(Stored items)
┌──

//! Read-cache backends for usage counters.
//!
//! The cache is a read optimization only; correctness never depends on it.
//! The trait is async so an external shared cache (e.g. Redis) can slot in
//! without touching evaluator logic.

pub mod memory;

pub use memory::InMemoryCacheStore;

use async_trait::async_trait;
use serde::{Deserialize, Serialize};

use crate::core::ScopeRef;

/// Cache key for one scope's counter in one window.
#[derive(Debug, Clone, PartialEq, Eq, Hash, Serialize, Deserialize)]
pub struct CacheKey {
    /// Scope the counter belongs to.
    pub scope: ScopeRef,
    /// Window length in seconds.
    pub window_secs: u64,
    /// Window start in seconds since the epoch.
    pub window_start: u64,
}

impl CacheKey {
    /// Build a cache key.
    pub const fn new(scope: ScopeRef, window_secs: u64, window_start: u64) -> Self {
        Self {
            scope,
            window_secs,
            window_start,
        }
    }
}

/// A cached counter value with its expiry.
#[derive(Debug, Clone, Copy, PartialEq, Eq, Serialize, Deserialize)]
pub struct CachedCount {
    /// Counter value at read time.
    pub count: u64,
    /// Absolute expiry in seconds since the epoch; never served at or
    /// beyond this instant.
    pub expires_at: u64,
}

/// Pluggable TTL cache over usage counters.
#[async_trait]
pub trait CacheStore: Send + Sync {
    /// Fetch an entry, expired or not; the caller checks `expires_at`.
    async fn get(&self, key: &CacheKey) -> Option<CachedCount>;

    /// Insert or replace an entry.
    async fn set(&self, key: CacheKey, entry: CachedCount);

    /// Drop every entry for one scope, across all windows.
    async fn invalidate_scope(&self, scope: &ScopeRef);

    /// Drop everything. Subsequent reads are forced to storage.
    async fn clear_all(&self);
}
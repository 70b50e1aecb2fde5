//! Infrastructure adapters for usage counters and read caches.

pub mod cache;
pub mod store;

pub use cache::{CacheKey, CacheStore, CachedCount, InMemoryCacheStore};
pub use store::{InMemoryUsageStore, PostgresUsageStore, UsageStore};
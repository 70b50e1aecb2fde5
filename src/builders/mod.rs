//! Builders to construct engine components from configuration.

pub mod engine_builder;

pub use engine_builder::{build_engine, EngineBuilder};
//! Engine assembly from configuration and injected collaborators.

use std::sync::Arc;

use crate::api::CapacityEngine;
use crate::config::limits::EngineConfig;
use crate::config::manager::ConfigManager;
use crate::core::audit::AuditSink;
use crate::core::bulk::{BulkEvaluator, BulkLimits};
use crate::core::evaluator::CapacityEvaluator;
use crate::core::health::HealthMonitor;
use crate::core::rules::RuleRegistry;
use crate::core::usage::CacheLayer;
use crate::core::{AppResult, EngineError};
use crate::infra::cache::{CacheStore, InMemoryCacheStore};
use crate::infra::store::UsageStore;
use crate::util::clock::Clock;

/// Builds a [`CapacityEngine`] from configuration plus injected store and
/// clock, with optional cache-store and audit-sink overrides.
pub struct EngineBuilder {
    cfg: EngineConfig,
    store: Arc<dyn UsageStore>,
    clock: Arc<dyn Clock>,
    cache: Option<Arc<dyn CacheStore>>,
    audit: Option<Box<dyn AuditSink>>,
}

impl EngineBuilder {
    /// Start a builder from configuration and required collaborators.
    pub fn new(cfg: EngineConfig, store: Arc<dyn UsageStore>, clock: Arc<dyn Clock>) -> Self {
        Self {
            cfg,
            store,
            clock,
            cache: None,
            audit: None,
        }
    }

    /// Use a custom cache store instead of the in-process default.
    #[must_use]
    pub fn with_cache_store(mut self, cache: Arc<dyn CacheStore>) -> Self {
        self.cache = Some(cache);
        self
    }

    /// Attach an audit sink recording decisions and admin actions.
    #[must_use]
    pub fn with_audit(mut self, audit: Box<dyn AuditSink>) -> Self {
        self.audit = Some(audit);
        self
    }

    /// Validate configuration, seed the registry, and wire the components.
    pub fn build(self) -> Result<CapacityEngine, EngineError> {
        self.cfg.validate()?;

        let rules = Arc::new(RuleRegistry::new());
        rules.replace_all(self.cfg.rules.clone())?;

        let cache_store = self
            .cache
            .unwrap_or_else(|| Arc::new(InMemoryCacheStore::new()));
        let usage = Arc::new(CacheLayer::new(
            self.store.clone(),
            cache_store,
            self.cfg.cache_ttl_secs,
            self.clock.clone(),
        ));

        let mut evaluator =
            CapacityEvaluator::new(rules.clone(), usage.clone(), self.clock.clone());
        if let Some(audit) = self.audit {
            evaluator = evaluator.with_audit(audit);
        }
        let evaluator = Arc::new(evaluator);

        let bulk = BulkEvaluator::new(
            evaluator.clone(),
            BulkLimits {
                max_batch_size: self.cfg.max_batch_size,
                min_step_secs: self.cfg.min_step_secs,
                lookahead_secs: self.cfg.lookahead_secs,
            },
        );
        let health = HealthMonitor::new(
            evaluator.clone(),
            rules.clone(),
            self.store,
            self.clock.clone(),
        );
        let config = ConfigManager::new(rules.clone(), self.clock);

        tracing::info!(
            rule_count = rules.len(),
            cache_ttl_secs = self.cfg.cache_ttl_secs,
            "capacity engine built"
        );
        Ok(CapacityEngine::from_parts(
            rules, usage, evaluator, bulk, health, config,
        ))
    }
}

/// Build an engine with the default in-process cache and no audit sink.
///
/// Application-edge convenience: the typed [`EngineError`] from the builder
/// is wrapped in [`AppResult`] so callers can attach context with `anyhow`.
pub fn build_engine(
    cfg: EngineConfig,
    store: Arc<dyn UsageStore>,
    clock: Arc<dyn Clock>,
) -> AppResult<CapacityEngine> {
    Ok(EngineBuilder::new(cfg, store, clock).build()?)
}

└──

Assignment: Using the data above, report how many lines include the string "AppResult" and add nothing to the number.

Output of the exercise: 3